BEGIN Material shown

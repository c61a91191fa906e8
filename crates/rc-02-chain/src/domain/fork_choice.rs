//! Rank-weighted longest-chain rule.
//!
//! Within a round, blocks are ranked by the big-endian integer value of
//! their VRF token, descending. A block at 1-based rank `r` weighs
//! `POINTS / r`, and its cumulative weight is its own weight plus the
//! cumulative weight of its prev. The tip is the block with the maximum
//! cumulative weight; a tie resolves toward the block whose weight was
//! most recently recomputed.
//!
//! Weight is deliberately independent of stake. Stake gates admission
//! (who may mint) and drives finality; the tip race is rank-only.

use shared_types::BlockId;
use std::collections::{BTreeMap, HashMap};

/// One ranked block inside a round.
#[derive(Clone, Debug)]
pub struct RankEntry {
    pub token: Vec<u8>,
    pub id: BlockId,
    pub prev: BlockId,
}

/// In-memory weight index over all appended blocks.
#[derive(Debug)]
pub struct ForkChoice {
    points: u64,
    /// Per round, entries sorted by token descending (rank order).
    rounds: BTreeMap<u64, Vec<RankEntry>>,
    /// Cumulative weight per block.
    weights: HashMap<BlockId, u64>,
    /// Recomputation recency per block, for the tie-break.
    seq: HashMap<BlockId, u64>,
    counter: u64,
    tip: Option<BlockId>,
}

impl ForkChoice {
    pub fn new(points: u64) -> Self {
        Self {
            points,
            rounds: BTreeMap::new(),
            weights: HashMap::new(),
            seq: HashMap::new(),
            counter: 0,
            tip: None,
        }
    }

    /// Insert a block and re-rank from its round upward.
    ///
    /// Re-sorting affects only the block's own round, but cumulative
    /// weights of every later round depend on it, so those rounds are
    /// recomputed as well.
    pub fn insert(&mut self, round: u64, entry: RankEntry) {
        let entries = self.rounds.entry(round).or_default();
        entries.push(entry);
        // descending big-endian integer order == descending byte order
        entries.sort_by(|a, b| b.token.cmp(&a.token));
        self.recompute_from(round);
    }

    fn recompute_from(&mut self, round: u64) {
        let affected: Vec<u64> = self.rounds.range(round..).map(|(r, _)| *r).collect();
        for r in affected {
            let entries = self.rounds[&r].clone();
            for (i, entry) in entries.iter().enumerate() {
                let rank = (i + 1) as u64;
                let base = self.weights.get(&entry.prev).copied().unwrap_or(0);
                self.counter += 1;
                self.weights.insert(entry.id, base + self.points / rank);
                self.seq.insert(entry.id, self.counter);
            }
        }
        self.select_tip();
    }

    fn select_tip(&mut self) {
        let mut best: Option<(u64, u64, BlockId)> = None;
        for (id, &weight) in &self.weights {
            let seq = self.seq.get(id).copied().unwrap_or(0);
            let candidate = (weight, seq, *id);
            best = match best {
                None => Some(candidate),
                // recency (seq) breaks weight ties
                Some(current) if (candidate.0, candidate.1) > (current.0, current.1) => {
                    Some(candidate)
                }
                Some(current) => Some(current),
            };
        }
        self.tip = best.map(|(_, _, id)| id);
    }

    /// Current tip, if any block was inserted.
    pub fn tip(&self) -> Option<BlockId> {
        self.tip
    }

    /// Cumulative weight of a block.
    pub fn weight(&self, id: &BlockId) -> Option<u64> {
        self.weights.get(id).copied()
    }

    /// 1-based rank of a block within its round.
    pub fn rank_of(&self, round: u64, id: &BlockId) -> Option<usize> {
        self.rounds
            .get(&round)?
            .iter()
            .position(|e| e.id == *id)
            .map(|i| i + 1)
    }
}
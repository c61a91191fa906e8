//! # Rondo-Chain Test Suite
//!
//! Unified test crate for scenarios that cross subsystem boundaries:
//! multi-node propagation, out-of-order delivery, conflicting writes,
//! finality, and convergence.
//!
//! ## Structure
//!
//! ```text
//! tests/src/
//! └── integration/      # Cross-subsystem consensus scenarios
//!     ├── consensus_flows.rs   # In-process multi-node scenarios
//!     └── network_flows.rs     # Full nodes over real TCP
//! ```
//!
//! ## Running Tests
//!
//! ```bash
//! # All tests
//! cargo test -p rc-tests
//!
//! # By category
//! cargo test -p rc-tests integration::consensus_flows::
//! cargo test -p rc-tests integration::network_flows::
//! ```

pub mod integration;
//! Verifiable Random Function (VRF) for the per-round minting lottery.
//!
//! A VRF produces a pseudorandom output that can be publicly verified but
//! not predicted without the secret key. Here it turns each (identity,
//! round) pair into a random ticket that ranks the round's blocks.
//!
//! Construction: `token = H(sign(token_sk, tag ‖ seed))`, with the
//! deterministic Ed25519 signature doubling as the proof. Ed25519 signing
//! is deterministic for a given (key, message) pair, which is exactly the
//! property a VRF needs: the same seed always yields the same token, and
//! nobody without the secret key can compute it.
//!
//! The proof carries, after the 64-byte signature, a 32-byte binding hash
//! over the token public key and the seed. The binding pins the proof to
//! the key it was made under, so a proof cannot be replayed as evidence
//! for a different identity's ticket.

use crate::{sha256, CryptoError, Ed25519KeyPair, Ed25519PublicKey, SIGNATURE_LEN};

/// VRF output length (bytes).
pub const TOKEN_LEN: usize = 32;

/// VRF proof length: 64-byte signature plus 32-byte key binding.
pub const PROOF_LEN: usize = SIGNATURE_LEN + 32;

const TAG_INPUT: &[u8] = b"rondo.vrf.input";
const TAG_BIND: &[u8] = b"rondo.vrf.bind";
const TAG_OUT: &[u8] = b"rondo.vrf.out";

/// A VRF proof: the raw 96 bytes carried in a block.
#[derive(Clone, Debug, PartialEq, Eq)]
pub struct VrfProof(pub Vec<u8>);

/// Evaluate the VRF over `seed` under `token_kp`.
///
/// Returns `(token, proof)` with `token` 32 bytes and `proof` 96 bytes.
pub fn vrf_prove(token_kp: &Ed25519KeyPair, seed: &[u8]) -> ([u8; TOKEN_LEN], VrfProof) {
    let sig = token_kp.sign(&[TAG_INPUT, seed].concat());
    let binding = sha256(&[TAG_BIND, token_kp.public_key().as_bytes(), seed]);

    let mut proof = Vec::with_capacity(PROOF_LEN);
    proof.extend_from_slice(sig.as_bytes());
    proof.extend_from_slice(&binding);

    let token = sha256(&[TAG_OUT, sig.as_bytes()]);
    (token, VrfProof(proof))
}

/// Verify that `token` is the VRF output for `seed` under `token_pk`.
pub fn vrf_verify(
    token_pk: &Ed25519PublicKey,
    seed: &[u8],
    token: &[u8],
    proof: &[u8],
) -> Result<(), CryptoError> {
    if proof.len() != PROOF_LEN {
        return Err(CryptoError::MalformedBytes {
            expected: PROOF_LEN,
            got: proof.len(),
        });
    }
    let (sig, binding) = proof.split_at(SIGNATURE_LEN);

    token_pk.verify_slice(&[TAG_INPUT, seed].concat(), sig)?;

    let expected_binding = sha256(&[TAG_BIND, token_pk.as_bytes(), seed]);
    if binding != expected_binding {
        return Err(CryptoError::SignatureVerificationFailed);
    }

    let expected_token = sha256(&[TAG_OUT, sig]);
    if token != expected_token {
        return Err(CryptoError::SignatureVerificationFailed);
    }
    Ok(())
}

END Material shown

## About this exercise
Exactly as they stand above, write out the entries.

## Exercise output
repository c61a91191fa906e8
filename crates/rc-02-chain/src/domain/fork_choice.rs
//! Rank-weighted longest-chain rule.
//!
//! Within a round, blocks are ranked by the big-endian integer value of
//! their VRF token, descending. A block at 1-based rank `r` weighs
//! `POINTS / r`, and its cumulative weight is its own weight plus the
//! cumulative weight of its prev. The tip is the block with the maximum
//! cumulative weight; a tie resolves toward the block whose weight was
//! most recently recomputed.
//!
//! Weight is deliberately independent of stake. Stake gates admission
//! (who may mint) and drives finality; the tip race is rank-only.

use shared_types::BlockId;
use std::collections::{BTreeMap, HashMap};

/// One ranked block inside a round.
#[derive(Clone, Debug)]
pub struct RankEntry {
    pub token: Vec<u8>,
    pub id: BlockId,
    pub prev: BlockId,
}

/// In-memory weight index over all appended blocks.
#[derive(Debug)]
pub struct ForkChoice {
    points: u64,
    /// Per round, entries sorted by token descending (rank order).
    rounds: BTreeMap<u64, Vec<RankEntry>>,
    /// Cumulative weight per block.
    weights: HashMap<BlockId, u64>,
    /// Recomputation recency per block, for the tie-break.
    seq: HashMap<BlockId, u64>,
    counter: u64,
    tip: Option<BlockId>,
}

impl ForkChoice {
    pub fn new(points: u64) -> Self {
        Self {
            points,
            rounds: BTreeMap::new(),
            weights: HashMap::new(),
            seq: HashMap::new(),
            counter: 0,
            tip: None,
        }
    }

    /// Insert a block and re-rank from its round upward.
    ///
    /// Re-sorting affects only the block's own round, but cumulative
    /// weights of every later round depend on it, so those rounds are
    /// recomputed as well.
    pub fn insert(&mut self, round: u64, entry: RankEntry) {
        let entries = self.rounds.entry(round).or_default();
        entries.push(entry);
        // descending big-endian integer order == descending byte order
        entries.sort_by(|a, b| b.token.cmp(&a.token));
        self.recompute_from(round);
    }

    fn recompute_from(&mut self, round: u64) {
        let affected: Vec<u64> = self.rounds.range(round..).map(|(r, _)| *r).collect();
        for r in affected {
            let entries = self.rounds[&r].clone();
            for (i, entry) in entries.iter().enumerate() {
                let rank = (i + 1) as u64;
                let base = self.weights.get(&entry.prev).copied().unwrap_or(0);
                self.counter += 1;
                self.weights.insert(entry.id, base + self.points / rank);
                self.seq.insert(entry.id, self.counter);
            }
        }
        self.select_tip();
    }

    fn select_tip(&mut self) {
        let mut best: Option<(u64, u64, BlockId)> = None;
        for (id, &weight) in &self.weights {
            let seq = self.seq.get(id).copied().unwrap_or(0);
            let candidate = (weight, seq, *id);
            best = match best {
                None => Some(candidate),
                // recency (seq) breaks weight ties
                Some(current) if (candidate.0, candidate.1) > (current.0, current.1) => {
                    Some(candidate)
                }
                Some(current) => Some(current),
            };
        }
        self.tip = best.map(|(_, _, id)| id);
    }

    /// Current tip, if any block was inserted.
    pub fn tip(&self) -> Option<BlockId> {
        self.tip
    }

    /// Cumulative weight of a block.
    pub fn weight(&self, id: &BlockId) -> Option<u64> {
        self.weights.get(id).copied()
    }

    /// 1-based rank of a block within its round.
    pub fn rank_of(&self, round: u64, id: &BlockId) -> Option<usize> {
        self.rounds
            .get(&round)?
            .iter()
            .position(|e| e.id == *id)
            .map(|i| i + 1)
    }
}
repository c61a91191fa906e8
//! # Rondo-Chain Test Suite
//!
//! Unified test crate for scenarios that cross subsystem boundaries:
//! multi-node propagation, out-of-order delivery, conflicting writes,
//! finality, and convergence.
//!
//! ## Structure
//!
//! ```text
//! tests/src/
//! └── integration/      # Cross-subsystem consensus scenarios
//!     ├── consensus_flows.rs   # In-process multi-node scenarios
//!     └── network_flows.rs     # Full nodes over real TCP
//! ```
//!
//! ## Running Tests
//!
//! ```bash
//! # All tests
//! cargo test -p rc-tests
//!
//! # By category
//! cargo test -p rc-tests integration::consensus_flows::
//! cargo test -p rc-tests integration::network_flows::
//! ```

pub mod integration;
//! Verifiable Random Function (VRF) for the per-round minting lottery.
//!
//! A VRF produces a pseudorandom output that can be publicly verified but
//! not predicted without the secret key. Here it turns each (identity,
//! round) pair into a random ticket that ranks the round's blocks.
//!
//! Construction: `token = H(sign(token_sk, tag ‖ seed))`, with the
//! deterministic Ed25519 signature doubling as the proof. Ed25519 signing
//! is deterministic for a given (key, message) pair, which is exactly the
//! property a VRF needs: the same seed always yields the same token, and
//! nobody without the secret key can compute it.
//!
//! The proof carries, after the 64-byte signature, a 32-byte binding hash
//! over the token public key and the seed. The binding pins the proof to
//! the key it was made under, so a proof cannot be replayed as evidence
//! for a different identity's ticket.

use crate::{sha256, CryptoError, Ed25519KeyPair, Ed25519PublicKey, SIGNATURE_LEN};

/// VRF output length (bytes).
pub const TOKEN_LEN: usize = 32;

/// VRF proof length: 64-byte signature plus 32-byte key binding.
pub const PROOF_LEN: usize = SIGNATURE_LEN + 32;

const TAG_INPUT: &[u8] = b"rondo.vrf.input";
const TAG_BIND: &[u8] = b"rondo.vrf.bind";
const TAG_OUT: &[u8] = b"rondo.vrf.out";

/// A VRF proof: the raw 96 bytes carried in a block.
#[derive(Clone, Debug, PartialEq, Eq)]
pub struct VrfProof(pub Vec<u8>);

/// Evaluate the VRF over `seed` under `token_kp`.
///
/// Returns `(token, proof)` with `token` 32 bytes and `proof` 96 bytes.
pub fn vrf_prove(token_kp: &Ed25519KeyPair, seed: &[u8]) -> ([u8; TOKEN_LEN], VrfProof) {
    let sig = token_kp.sign(&[TAG_INPUT, seed].concat());
    let binding = sha256(&[TAG_BIND, token_kp.public_key().as_bytes(), seed]);

    let mut proof = Vec::with_capacity(PROOF_LEN);
    proof.extend_from_slice(sig.as_bytes());
    proof.extend_from_slice(&binding);

    let token = sha256(&[TAG_OUT, sig.as_bytes()]);
    (token, VrfProof(proof))
}

/// Verify that `token` is the VRF output for `seed` under `token_pk`.
pub fn vrf_verify(
    token_pk: &Ed25519PublicKey,
    seed: &[u8],
    token: &[u8],
    proof: &[u8],
) -> Result<(), CryptoError> {
    if proof.len() != PROOF_LEN {
        return Err(CryptoError::MalformedBytes {
            expected: PROOF_LEN,
            got: proof.len(),
        });
    }
    let (sig, binding) = proof.split_at(SIGNATURE_LEN);

    token_pk.verify_slice(&[TAG_INPUT, seed].concat(), sig)?;

    let expected_binding = sha256(&[TAG_BIND, token_pk.as_bytes(), seed]);
    if binding != expected_binding {
        return Err(CryptoError::SignatureVerificationFailed);
    }

    let expected_token = sha256(&[TAG_OUT, sig]);
    if token != expected_token {
        return Err(CryptoError::SignatureVerificationFailed);
    }
    Ok(())
}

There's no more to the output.